*Assignment*
Go line by line through the records below. Copy whichever lines contain the string "ScoreOrder".

*Extracted records*
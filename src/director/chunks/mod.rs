pub mod bitmap;
pub mod cast;
pub mod cast_info;
pub mod cast_list;
pub mod cast_member;
pub mod cast_member_info;
pub mod config;
pub mod effect;
pub mod handler;
pub mod imap;
pub mod key_table;
pub mod lctx;
pub mod list;
pub mod literal;
pub mod media;
pub mod palette;
pub mod pfr_renderer;
pub mod score;
pub mod score_order;
pub mod script;
pub mod script_names;
pub mod sound;
pub mod text;
pub mod thum;
pub mod xmedia;

use std::collections::HashMap;

use binary_reader::{BinaryReader, Endian};
use config::ConfigChunk;
use imap::InitialMapChunk;
use key_table::KeyTableChunk;
use score::FrameLabelsChunk;

use self::media::MediaChunk;
use self::score_order::SordChunk;
use self::sound::SoundChunk;
use self::{
    bitmap::BitmapChunk, cast::CastChunk, cast_list::CastListChunk, cast_member::CastMemberChunk,
    lctx::ScriptContextChunk, palette::PaletteChunk, score::ScoreChunk, script::ScriptChunk,
    script_names::ScriptNamesChunk, text::TextChunk,
};
use self::{cast_info::CastInfoChunk, effect::EffectChunk, thum::ThumChunk, xmedia::XMediaChunk};
use super::{
    guid::MoaID,
    rifx::RIFXReaderContext,
    utils::{fourcc_to_string, FOURCC},
};

pub struct CastInfoChunkProps {}

pub struct MemoryMapChunkProps {}

#[allow(dead_code)]
pub enum Chunk {
    Cast(CastChunk),
    CastList(CastListChunk),
    CastMember(CastMemberChunk),
    CastInfo(CastInfoChunkProps),
    Config(ConfigChunk),
    InitialMap(InitialMapChunk),
    KeyTable(KeyTableChunk),
    MemoryMap(MemoryMapChunkProps),
    Script(ScriptChunk),
    ScriptContext(ScriptContextChunk),
    ScriptNames(ScriptNamesChunk),
    FrameLabels(FrameLabelsChunk),
    Score(ScoreChunk),
    ScoreOrder(SordChunk),
    Text(TextChunk),
    Bitmap(BitmapChunk),
    Palette(PaletteChunk),
    Sound(SoundChunk),
    Media(MediaChunk),
    XMedia(XMediaChunk),
    CstInfo(CastInfoChunk),
    Effect(EffectChunk),
    Thum(ThumChunk),
}

impl Chunk {
    pub fn as_text(&self) -> Option<&TextChunk> {
        match self {
            Self::Text(data) => Some(data),
            _ => None,
        }
    }

    pub fn as_bitmap(&self) -> Option<&BitmapChunk> {
        match self {
            Self::Bitmap(data) => Some(data),
            _ => None,
        }
    }

    pub fn as_palette(&self) -> Option<&PaletteChunk> {
        match self {
            Self::Palette(data) => Some(data),
            _ => None,
        }
    }

    pub fn as_score(&self) -> Option<&ScoreChunk> {
        match self {
            Self::Score(data) => Some(data),
            _ => None,
        }
    }

    pub fn as_sound(&self) -> Option<&SoundChunk> {
        match self {
            Self::Sound(data) => Some(data),
            _ => None,
        }
    }
}

pub struct ChunkInfo {
    pub id: u32,
    pub fourcc: u32,
    pub len: usize,
    pub uncompressed_len: usize,
    pub offset: usize,
    pub compression_id: MoaID,
}

pub struct ChunkContainer {
    pub deserialized_chunks: HashMap<u32, Chunk>,
    pub chunk_info: HashMap<u32, ChunkInfo>,
    pub cached_chunk_views: HashMap<u32, Vec<u8>>,
}

#[allow(dead_code)]
pub fn is_chunk_writable(chunk_type: Chunk) -> bool {
    match chunk_type {
        Chunk::CastInfo(_) => return true,
        Chunk::InitialMap(_) => return true,
        Chunk::MemoryMap(_) => return true,
        _ => return false,
    }
}

pub fn make_chunk(
    endian: Endian,
    rifx: &mut RIFXReaderContext,
    fourcc: u32,
    view: &Vec<u8>,
) -> Result<Chunk, String> {
    let version = rifx.dir_version;
    let mut chunk_reader = BinaryReader::from_vec(view);
    chunk_reader.set_endian(endian);

    match fourcc_to_string(fourcc).as_str() {
        "imap" => {
            return Ok(Chunk::InitialMap(InitialMapChunk::from_reader(
                &mut chunk_reader,
                version,
            )?));
        }
        // "mmap" => {
        //   //res = MemoryMapChunk(dir: this);
        // }
        "CAS*" => {
            return Ok(Chunk::Cast(CastChunk::from_reader(
                &mut chunk_reader,
                version,
            )?));
        }
        "CASt" => {
            return Ok(Chunk::CastMember(CastMemberChunk::from_reader(
                &mut chunk_reader,
                version,
            )?));
        }
        "KEY*" => {
            return Ok(Chunk::KeyTable(KeyTableChunk::from_reader(
                &mut chunk_reader,
                version,
            )?));
        }
        "LctX" | "Lctx" => {
            rifx.lctx_capital_x = fourcc == FOURCC("LctX");
            return Ok(Chunk::ScriptContext(ScriptContextChunk::from_reader(
                &mut chunk_reader,
                version,
            )?));
        }
        "Lnam" => {
            return Ok(Chunk::ScriptNames(ScriptNamesChunk::from_reader(
                &mut chunk_reader,
                version,
            )?));
        }
        "Lscr" => {
            return Ok(Chunk::Script(ScriptChunk::from_reader(
                &mut chunk_reader,
                version,
                rifx.lctx_capital_x,
            )?));
        }
        "DRCF" | "VWCF" => {
            return Ok(Chunk::Config(ConfigChunk::from_reader(
                &mut chunk_reader,
                version,
                endian,
            )?));
        }
        "MCsL" => {
            return Ok(Chunk::CastList(CastListChunk::from_reader(
                &mut chunk_reader,
                version,
                endian,
            )?));
            //res = CastListChunk(dir: this);
        }
        "VWSC" | "SCVW" => {
            return Ok(Chunk::Score(
                ScoreChunk::read(&mut chunk_reader, version).unwrap(),
            ))
        }
        "VWLB" => {
            return Ok(Chunk::FrameLabels(FrameLabelsChunk::from_reader(
                &mut chunk_reader,
                version,
            )?))
        }
        "ediM" => return Ok(Chunk::Media(MediaChunk::from_reader(&mut chunk_reader)?)),
        "Sord" => {
            return Ok(Chunk::ScoreOrder(SordChunk::from_reader(
                &mut chunk_reader,
            )?))
        }
        "snd " => return Ok(Chunk::Sound(SoundChunk::from_snd_chunk(&mut chunk_reader)?)),
        "STXT" => return Ok(Chunk::Text(TextChunk::read(&mut chunk_reader)?)),
        "BITD" => {
            return Ok(Chunk::Bitmap(BitmapChunk::read(
                &mut chunk_reader,
                version,
            )?))
        }
        "XMED" => return Ok(Chunk::XMedia(XMediaChunk::from_reader(&mut chunk_reader)?)),
        "Cinf" => {
            return Ok(Chunk::CstInfo(CastInfoChunk::from_reader(
                &mut chunk_reader,
            )?))
        }
        "FXmp" => return Ok(Chunk::Effect(EffectChunk::from_reader(&mut chunk_reader)?)),
        "Thum" => return Ok(Chunk::Thum(ThumChunk::from_reader(&mut chunk_reader)?)),
        "CLUT" => Ok(Chunk::Palette(palette::PaletteChunk::from_reader(
            &mut chunk_reader,
            version,
        )?)),
        _ => {
            return Err(
                format_args!("Could not deserialize '{}' chunk", fourcc_to_string(fourcc))
                    .to_string(),
            );
        }
    }
}
//! §8 scenario 6: `goToLabel` resolves a frame label and the next tick lands
//! on it, firing the movie script's `enterFrame` handler along the way.

mod common;

use lingo_runtime::director::chunks::handler::{Bytecode, HandlerDef};
use lingo_runtime::director::lingo::datum::Datum;
use lingo_runtime::director::lingo::opcode::OpCode;
use lingo_runtime::runtime::config::RuntimeConfig;
use lingo_runtime::runtime::score::{Frame, FrameLabel, Score};
use lingo_runtime::Player;

#[test]
fn go_to_label_lands_on_labeled_frame_and_fires_enter_frame() {
    let names = vec!["hits", "enterFrame"];
    let bytecode = vec![
        Bytecode::new(OpCode::PushInt8, 1, 0),
        Bytecode::new(OpCode::SetGlobal, 0, 1), // hits = 1
        Bytecode::new(OpCode::Ret, 0, 2),
    ];
    let handler_name_id = 1u16; // "enterFrame"
    let handler = HandlerDef::from_instructions(handler_name_id, bytecode, vec![]);
    let mut runtime = common::single_script_runtime(names, vec![], vec![handler]);
    runtime.score = Score {
        frames: vec![Frame::default(); 10],
        frame_intervals: vec![],
        labels: vec![
            FrameLabel { frame_num: 5, name: "intro".to_string() },
            FrameLabel { frame_num: 10, name: "main".to_string() },
        ],
    };

    let mut player = Player::new(RuntimeConfig::default());
    player.runtime = runtime;
    player.play();
    player.go_to_label("main");
    player.tick().unwrap();

    assert_eq!(player.current_frame(), 10);
    let hits_ref = *player.runtime.globals.get("hits").expect("enterFrame handler should have set \"hits\"");
    let hits = player.runtime.allocator.get_datum(&hits_ref).unwrap();
    assert!(matches!(hits, Datum::Int(1)));
}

*Written answer*
    ScoreOrder(SordChunk),
            return Ok(Chunk::ScoreOrder(SordChunk::from_reader(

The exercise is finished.